– А что теперь? – спросила Морин, будто я сто раз бывал в подобных ситуациях и мне ничего не стоит найти выход из этой.

– Да я-то откуда знаю?

Я уж не представляю, почему никто из нас не мог догадаться, что на крыше, о которой имеет понятие любой, кто хоть иногда читает криминальную хронику, в новогоднюю ночь будет не меньше народу, чем на площади Пиккадилли. Но я смирился с реальностью происходящего: торжественный и интимный момент оборачивался фарсом, в котором места хватит не на одну сотню самоубийц.

И как только я смирился с этим, нас стало уже четверо. Кто-то учтиво прокашлялся, и, обернувшись, мы увидели высокого приятного мужчину с длинными волосами – лет на десять меня помоложе, – одной рукой он прижимал к себе мотоциклетный шлем, а в другой держал несколько полиэтиленовых пакетов.

– Ребята, вы пиццу не заказывали? – поинтересовался он.

Морин

Мне не доводилось общаться с американцами. По-моему, не доводилось. Я, правда, была не до конца уверена в том, что он американец, и только потом, из разговоров остальных, догадалась. А вам не кажется странным, что американец может работать разносчиком пиццы? Мне вот кажется, хотя, может, я просто не в курсе. Я ведь редко заказываю пиццу, но ее всегда приносили люди, которые по-английски не говорили. К тому же американцы не работают разносчиками, правда? Они не работают продавцами в магазинах или кондукторами в общественном транспорте. То есть в Америке, наверное, работают, но не здесь. В приюте, куда увезли Мэтти, много индийцев и австралийцев, но нет ни одного американца. Так что поначалу нам даже показалось, что у него не все дома. Иного объяснения у нас не было. Да и прическа его наводила на подобные мысли. Вдобавок ко всему он думал, будто мы забрались на крышу Топперс-хауса, чтобы заказать пиццу.

– И как мы отсюда могли заказать пиццу? – спросила у него Джесс.

Мы так на ней и сидели, поэтому голос у нее был смешной.

– По сотовому, – нашелся он.

– По чему? – не поняла Джесс.

– В смысле, по мобильному, или как тут он у вас называется.
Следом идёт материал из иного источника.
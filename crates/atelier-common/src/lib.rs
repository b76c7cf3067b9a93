pub mod error;
pub mod message;

pub use error::{Error, Result};
pub use message::{MessageRole, NewMessage};
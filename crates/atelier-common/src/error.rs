use thiserror::Error;

pub type Result<T> = std::result::Result<T, Error>;

#[derive(Error, Debug)]
pub enum Error {
    #[error("configuration error: {0}")]
    Config(String),

    #[error("validation error: {0}")]
    Validation(String),

    #[error("conflict: {0}")]
    Conflict(String),

    #[error("unauthorized: {0}")]
    Unauthorized(String),

    #[error("not found: {0}")]
    NotFound(String),

    #[error("database error: {0}")]
    Database(String),

    #[error("auth error: {0}")]
    Auth(String),

    #[error("gateway error: {0}")]
    Gateway(String),

    #[error("io error: {0}")]
    Io(#[from] std::io::Error),

    #[error("serialization error: {0}")]
    Serialization(#[from] serde_json::Error),

    #[error("{0}")]
    Other(String),
}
С ним не поспоришь – и вправду могли.

– Ты американец? – полюбопытствовала Джесс.

– Ага.

– Тогда какого черта ты разносишь пиццу?

– А какого черта вы сидите на ней?

– Они сидят на мне, потому что это не свободная страна, – отозвалась Джесс. – Здесь нельзя делать то, что хочешь.

– А что ты хотела сделать?

Джесс промолчала.

– Она собиралась спрыгнуть с крыши, – пояснил Мартин.

– Ты тоже!

На это Мартин ничего не сказал.

– Вы что, все собирались спрыгнуть? – удивился разносчик пиццы.

Мы промолчали.

– На кой? – спросил он.

– На кой? – не поняла Джесс. – В смысле?

– Так говорят в Америке, – объяснил Мартин. – «На кой?» значит «На кой хрен?». Они там, за океаном, все так спешат, что у них нет времени на то, чтобы договорить слово «хрен».

– Может, все же будете выбирать выражения? – возмутилась я. – Мы не в хлеву.

Разносчик пиццы молча сел на землю и покачал головой. Я думала, ему было нас жаль, но потом он рассказал, что никакой жалости к нам он не испытывал.

– Так, ладно, – сказал он после небольшой паузы. – Отпустите ее.

Мы даже не шелохнулись.

– Эй! Вы что, блин, оглохли? Мне подойти и объяснить по-другому?

Он поднялся и направился в нашу сторону.

– Знаешь, Морин… Думаю, она уже успокоилась, – рассудил Мартин, будто он сам решил отпустить Джесс, а не из боязни перед американцем.

Он встал. И я встала. Джесс тоже поднялась и принялась отряхиваться, попутно ругаясь на чем свет стоит. А потом она уставилась на Мартина.

– Я тебя знаю! – воскликнула она. – Ты тот самый ведущий утренней программы. Ты еще переспал с пятнадцатилетней девочкой. Мартин Шарп. Вот сука! На мне сидел Мартин Шарп. Извращенец старый!